* EXTRACTED DATA *

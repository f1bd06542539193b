//! Session configuration.
//!
//! A `SessionConfig` is built once (by the CLI or an embedding application)
//! and handed to [`Player::open`](crate::playback::Player::open). It is never
//! mutated afterwards; options that can change during playback are copied
//! into the shared session state at open time.

use crate::core::MediaKind;

/// Which clock drives presentation.
#[derive(Debug, Clone, Copy, PartialEq, Eq, Default)]
pub enum SyncMaster {
    #[default]
    Audio,
    Video,
    External,
}

impl SyncMaster {
    pub(crate) fn as_u8(self) -> u8 {
        match self {
            SyncMaster::Audio => 0,
            SyncMaster::Video => 1,
            SyncMaster::External => 2,
        }
    }

    pub(crate) fn from_u8(value: u8) -> Self {
        match value {
            1 => SyncMaster::Video,
            2 => SyncMaster::External,
            _ => SyncMaster::Audio,
        }
    }
}

/// Frame drop policy for late video.
#[derive(Debug, Clone, Copy, PartialEq, Eq, Default)]
pub enum Framedrop {
    /// Drop only when video is not the master clock.
    #[default]
    Auto,
    Always,
    Never,
}

impl Framedrop {
    pub(crate) fn as_i8(self) -> i8 {
        match self {
            Framedrop::Auto => -1,
            Framedrop::Never => 0,
            Framedrop::Always => 1,
        }
    }

    pub(crate) fn from_i8(value: i8) -> Self {
        match value {
            0 => Framedrop::Never,
            1 => Framedrop::Always,
            _ => Framedrop::Auto,
        }
    }
}

/// What the refresh loop shows.
#[derive(Debug, Clone, Copy, PartialEq, Eq)]
pub enum ShowMode {
    None,
    Video,
    Waves,
}

impl ShowMode {
    pub(crate) fn as_u8(self) -> u8 {
        match self {
            ShowMode::None => 0,
            ShowMode::Video => 1,
            ShowMode::Waves => 2,
        }
    }

    pub(crate) fn from_u8(value: u8) -> Self {
        match value {
            1 => ShowMode::Video,
            2 => ShowMode::Waves,
            _ => ShowMode::None,
        }
    }
}

/// Buffer-occupancy driven speed control of the external clock.
#[derive(Debug, Clone, Copy, PartialEq)]
pub struct ExternalClockTuning {
    /// Slow down when a queue holds this many packets or fewer.
    pub min_frames: usize,
    /// Speed up when every queue holds more than this many packets.
    pub max_frames: usize,
    pub speed_min: f64,
    pub speed_max: f64,
    pub speed_step: f64,
}

impl Default for ExternalClockTuning {
    fn default() -> Self {
        Self {
            min_frames: 2,
            max_frames: 10,
            speed_min: 0.900,
            speed_max: 1.010,
            speed_step: 0.001,
        }
    }
}

/// Hints forwarded to the codec backend.
#[derive(Debug, Clone, Copy, PartialEq, Eq, Default)]
pub struct CodecOptions {
    /// Allow non standard-compliant decoder speedups.
    pub fast: bool,
    /// Decode at 1/2^lowres resolution where supported.
    pub lowres: u8,
    /// Generate missing presentation timestamps in the demuxer.
    pub genpts: bool,
}

/// Audio device buffering.
#[derive(Debug, Clone, Copy, PartialEq, Eq)]
pub struct AudioBufferConfig {
    /// Smallest device buffer in samples.
    pub min_buffer_samples: u32,
    /// Upper bound on device callbacks per second.
    pub max_callbacks_per_sec: u32,
}

impl Default for AudioBufferConfig {
    fn default() -> Self {
        Self {
            min_buffer_samples: 512,
            max_callbacks_per_sec: 30,
        }
    }
}

impl AudioBufferConfig {
    /// Device buffer size in samples for `sample_rate`: the next power of
    /// two above `sample_rate / max_callbacks_per_sec`, at least the minimum.
    pub fn buffer_samples(&self, sample_rate: u32) -> u32 {
        let per_callback = (sample_rate / self.max_callbacks_per_sec.max(1)).max(1);
        let log2 = 31 - per_callback.leading_zeros();
        self.min_buffer_samples.max(2u32 << log2)
    }
}

/// Immutable configuration for one playback session.
#[derive(Debug, Clone)]
pub struct SessionConfig {
    pub input: String,
    /// Explicit stream index per kind, indexed by [`MediaKind::slot`].
    pub wanted_streams: [Option<usize>; 3],
    pub disable_video: bool,
    pub disable_audio: bool,
    pub disable_subtitles: bool,
    /// `None` picks byte seeking for sources with timestamp discontinuities.
    pub seek_by_bytes: Option<bool>,
    /// Step for relative seeks, seconds.
    pub seek_interval: f64,
    /// Start offset, seconds.
    pub start_time: Option<f64>,
    /// Play only this many seconds.
    pub duration: Option<f64>,
    pub sync_master: SyncMaster,
    pub framedrop: Framedrop,
    /// `None` enables the infinite buffer for realtime sources.
    pub infinite_buffer: Option<bool>,
    /// Number of plays; 0 loops forever.
    pub loop_count: i32,
    pub autoexit: bool,
    /// Percent, clamped to 0..=100.
    pub startup_volume: i32,
    /// `None` shows video when present, otherwise the waveform.
    pub show_mode: Option<ShowMode>,
    /// `None` uses the best-effort timestamp, `Some(true)` the frame pts,
    /// `Some(false)` the packet dts.
    pub reorder_pts: Option<bool>,
    /// Backpressure floor: a queue with more packets than this (and over a
    /// second of data) is considered full.
    pub min_frames: usize,
    pub external_clock: ExternalClockTuning,
    pub codec: CodecOptions,
    pub audio_buffer: AudioBufferConfig,
    /// Volume step in decibels for volume up/down commands.
    pub volume_step_db: f64,
}

impl Default for SessionConfig {
    fn default() -> Self {
        Self {
            input: String::new(),
            wanted_streams: [None; 3],
            disable_video: false,
            disable_audio: false,
            disable_subtitles: false,
            seek_by_bytes: None,
            seek_interval: 10.0,
            start_time: None,
            duration: None,
            sync_master: SyncMaster::Audio,
            framedrop: Framedrop::Auto,
            infinite_buffer: None,
            loop_count: 1,
            autoexit: false,
            startup_volume: 100,
            show_mode: None,
            reorder_pts: None,
            min_frames: 25,
            external_clock: ExternalClockTuning::default(),
            codec: CodecOptions::default(),
            audio_buffer: AudioBufferConfig::default(),
            volume_step_db: 0.75,
        }
    }
}

impl SessionConfig {
    pub fn new(input: impl Into<String>) -> Self {
        Self {
            input: input.into(),
            ..Default::default()
        }
    }

    pub fn is_disabled(&self, kind: MediaKind) -> bool {
        match kind {
            MediaKind::Video => self.disable_video,
            MediaKind::Audio => self.disable_audio,
            MediaKind::Subtitle => self.disable_subtitles,
            MediaKind::Data => true,
        }
    }

    pub fn wanted_stream(&self, kind: MediaKind) -> Option<usize> {
        kind.slot().and_then(|slot| self.wanted_streams[slot])
    }
}

#[cfg(test)]
mod tests {
    use super::*;

    #[test]
    fn test_defaults() {
        let config = SessionConfig::new("movie.mkv");
        assert_eq!(config.input, "movie.mkv");
        assert_eq!(config.loop_count, 1);
        assert_eq!(config.min_frames, 25);
        assert_eq!(config.sync_master, SyncMaster::Audio);
        assert_eq!(config.external_clock.max_frames, 10);
        assert!(!config.is_disabled(MediaKind::Video));
        assert!(config.is_disabled(MediaKind::Data));
    }

    #[test]
    fn test_audio_buffer_samples() {
        let buffering = AudioBufferConfig::default();
        // 48000 / 30 = 1600 -> 2 << 10 = 2048
        assert_eq!(buffering.buffer_samples(48_000), 2048);
        // 8000 / 30 = 266 -> 2 << 8 = 512
        assert_eq!(buffering.buffer_samples(8_000), 512);
        // tiny rates stay at the minimum
        assert_eq!(buffering.buffer_samples(1_000), 512);
    }

    #[test]
    fn test_enum_round_trips_through_atomics() {
        for master in [SyncMaster::Audio, SyncMaster::Video, SyncMaster::External] {
            assert_eq!(SyncMaster::from_u8(master.as_u8()), master);
        }
        for drop in [Framedrop::Auto, Framedrop::Always, Framedrop::Never] {
            assert_eq!(Framedrop::from_i8(drop.as_i8()), drop);
        }
        for mode in [ShowMode::None, ShowMode::Video, ShowMode::Waves] {
            assert_eq!(ShowMode::from_u8(mode.as_u8()), mode);
        }
    }
}
//! Audio/video synchronization arithmetic.
//!
//! Pure functions and small state machines used by the refresh scheduler,
//! the decode workers and the audio callback. Nothing here touches threads
//! or queues directly.

use crate::config::{ExternalClockTuning, SyncMaster};
use crate::core::Seconds;
use crate::queue::FrameMeta;

/// No correction below this many seconds of A/V difference.
pub const AV_SYNC_THRESHOLD_MIN: f64 = 0.04;
/// Always correct above this many seconds of A/V difference.
pub const AV_SYNC_THRESHOLD_MAX: f64 = 0.1;
/// Frames longer than this are not duplicated to catch up.
pub const AV_SYNC_FRAMEDUP_THRESHOLD: f64 = 0.1;
/// Differences beyond this are treated as discontinuities, not drift.
pub const AV_NOSYNC_THRESHOLD: f64 = 10.0;
/// Maximum audio speed change per frame to correct drift, percent.
pub const SAMPLE_CORRECTION_PERCENT_MAX: usize = 10;
/// Audio drift samples averaged before correcting.
pub const AUDIO_DIFF_AVG_NB: u32 = 20;
/// Maximum frame duration for sources with timestamp discontinuities.
pub const MAX_FRAME_DURATION_DISCONT: f64 = 10.0;
/// Maximum frame duration otherwise.
pub const MAX_FRAME_DURATION: f64 = 3600.0;

/// The clock actually driving presentation, given the configured preference
/// and the streams that are open. Recomputed on every query because streams
/// can open and close during playback.
pub fn effective_master(configured: SyncMaster, has_video: bool, has_audio: bool) -> SyncMaster {
    match configured {
        SyncMaster::Video if has_video => SyncMaster::Video,
        SyncMaster::Video => SyncMaster::Audio,
        SyncMaster::Audio if has_audio => SyncMaster::Audio,
        SyncMaster::Audio => SyncMaster::External,
        SyncMaster::External => SyncMaster::External,
    }
}

/// How long to keep the previous frame on screen before the next one.
///
/// `delay` is the nominal duration of the previous frame and `diff` the
/// video clock minus the master clock. Returns the adjusted delay; when video
/// is master the caller passes `diff = NaN` and gets `delay` back.
pub fn compute_target_delay(delay: Seconds, diff: Seconds, max_frame_duration: Seconds) -> Seconds {
    let sync_threshold = delay.clamp(AV_SYNC_THRESHOLD_MIN, AV_SYNC_THRESHOLD_MAX);
    if diff.is_nan() || diff.abs() >= max_frame_duration {
        return delay;
    }
    if diff <= -sync_threshold {
        (delay + diff).max(0.0)
    } else if diff >= sync_threshold && delay > AV_SYNC_FRAMEDUP_THRESHOLD {
        delay + diff
    } else if diff >= sync_threshold {
        2.0 * delay
    } else {
        delay
    }
}

/// Display duration of `current` given the frame that follows it.
///
/// Frames of different generations have no meaningful distance (0). A
/// missing, non-positive or absurd pts distance falls back to the frame's own
/// duration estimate.
pub fn frame_duration(current: &FrameMeta, next: &FrameMeta, max_frame_duration: Seconds) -> Seconds {
    if current.serial != next.serial {
        return 0.0;
    }
    let duration = next.pts - current.pts;
    if duration.is_nan() || duration <= 0.0 || duration > max_frame_duration {
        current.duration
    } else {
        duration
    }
}

/// Buffer occupancy of the open streams, in packets.
#[derive(Debug, Clone, Copy, Default, PartialEq, Eq)]
pub struct Occupancy {
    pub video: Option<usize>,
    pub audio: Option<usize>,
}

/// Next external clock speed for a realtime source, or `None` to keep the
/// current speed.
///
/// Slows down when any open queue is nearly empty, speeds up when every open
/// queue is well stocked, and otherwise steps back towards 1.0.
pub fn external_clock_speed(current: f64, occupancy: Occupancy, tuning: &ExternalClockTuning) -> Option<f64> {
    let low = |n: Option<usize>| n.is_some_and(|n| n <= tuning.min_frames);
    let high = |n: Option<usize>| n.map_or(true, |n| n > tuning.max_frames);

    if low(occupancy.video) || low(occupancy.audio) {
        Some(tuning.speed_min.max(current - tuning.speed_step))
    } else if high(occupancy.video) && high(occupancy.audio) {
        Some(tuning.speed_max.min(current + tuning.speed_step))
    } else if current != 1.0 {
        let toward_one = current + tuning.speed_step * (1.0 - current) / (1.0 - current).abs();
        Some(toward_one)
    } else {
        None
    }
}

/// Averaged audio drift estimator used when audio is not the master clock.
///
/// Each callback feeds the instantaneous difference between the audio clock
/// and the master. Once enough samples accumulated and the average exceeds
/// the threshold, the number of samples to output is stretched or shrunk by
/// at most [`SAMPLE_CORRECTION_PERCENT_MAX`] percent.
#[derive(Debug, Clone)]
pub struct AudioDriftCorrector {
    coef: f64,
    cum: f64,
    count: u32,
    /// Differences smaller than this are inaudible; seconds.
    threshold: f64,
}

impl AudioDriftCorrector {
    /// `threshold` is usually the device buffer duration in seconds.
    pub fn new(threshold: f64) -> Self {
        Self {
            coef: (0.01f64.ln() / AUDIO_DIFF_AVG_NB as f64).exp(),
            cum: 0.0,
            count: 0,
            threshold,
        }
    }

    pub fn reset(&mut self) {
        self.cum = 0.0;
        self.count = 0;
    }

    pub fn threshold(&self) -> f64 {
        self.threshold
    }

    /// Number of samples the next output chunk should contain.
    ///
    /// `diff` is audio clock minus master clock (may be `NaN`).
    pub fn wanted_samples(&mut self, nb_samples: usize, diff: Seconds, sample_rate: u32) -> usize {
        if diff.is_nan() || diff.abs() >= AV_NOSYNC_THRESHOLD {
            // Too big a jump to be drift: start averaging again.
            self.reset();
            return nb_samples;
        }

        self.cum = diff + self.coef * self.cum;
        if self.count < AUDIO_DIFF_AVG_NB {
            self.count += 1;
            return nb_samples;
        }

        let avg_diff = self.cum * (1.0 - self.coef);
        if avg_diff.abs() < self.threshold {
            return nb_samples;
        }

        let wanted = nb_samples as f64 + diff * sample_rate as f64;
        let min = (nb_samples * (100 - SAMPLE_CORRECTION_PERCENT_MAX) / 100) as f64;
        let max = (nb_samples * (100 + SAMPLE_CORRECTION_PERCENT_MAX) / 100) as f64;
        let wanted = wanted.clamp(min, max) as usize;
        tracing::trace!(diff, avg_diff, wanted, nb_samples, "audio drift correction");
        wanted
    }
}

* PROBLEM TO SOLVE *
In the listing above, please print only the lines from the first one to the line where "the external clock." appears, exactly as written, both of those lines included.

* RESULT OF THE EXERCISE *
repository f1bd06542539193b
//! Session configuration.
//!
//! A `SessionConfig` is built once (by the CLI or an embedding application)
//! and handed to [`Player::open`](crate::playback::Player::open). It is never
//! mutated afterwards; options that can change during playback are copied
//! into the shared session state at open time.

use crate::core::MediaKind;

/// Which clock drives presentation.
#[derive(Debug, Clone, Copy, PartialEq, Eq, Default)]
pub enum SyncMaster {
    #[default]
    Audio,
    Video,
    External,
}

impl SyncMaster {
    pub(crate) fn as_u8(self) -> u8 {
        match self {
            SyncMaster::Audio => 0,
            SyncMaster::Video => 1,
            SyncMaster::External => 2,
        }
    }

    pub(crate) fn from_u8(value: u8) -> Self {
        match value {
            1 => SyncMaster::Video,
            2 => SyncMaster::External,
            _ => SyncMaster::Audio,
        }
    }
}

/// Frame drop policy for late video.
#[derive(Debug, Clone, Copy, PartialEq, Eq, Default)]
pub enum Framedrop {
    /// Drop only when video is not the master clock.
    #[default]
    Auto,
    Always,
    Never,
}

impl Framedrop {
    pub(crate) fn as_i8(self) -> i8 {
        match self {
            Framedrop::Auto => -1,
            Framedrop::Never => 0,
            Framedrop::Always => 1,
        }
    }

    pub(crate) fn from_i8(value: i8) -> Self {
        match value {
            0 => Framedrop::Never,
            1 => Framedrop::Always,
            _ => Framedrop::Auto,
        }
    }
}

/// What the refresh loop shows.
#[derive(Debug, Clone, Copy, PartialEq, Eq)]
pub enum ShowMode {
    None,
    Video,
    Waves,
}

impl ShowMode {
    pub(crate) fn as_u8(self) -> u8 {
        match self {
            ShowMode::None => 0,
            ShowMode::Video => 1,
            ShowMode::Waves => 2,
        }
    }

    pub(crate) fn from_u8(value: u8) -> Self {
        match value {
            1 => ShowMode::Video,
            2 => ShowMode::Waves,
            _ => ShowMode::None,
        }
    }
}

/// Buffer-occupancy driven speed control of the external clock.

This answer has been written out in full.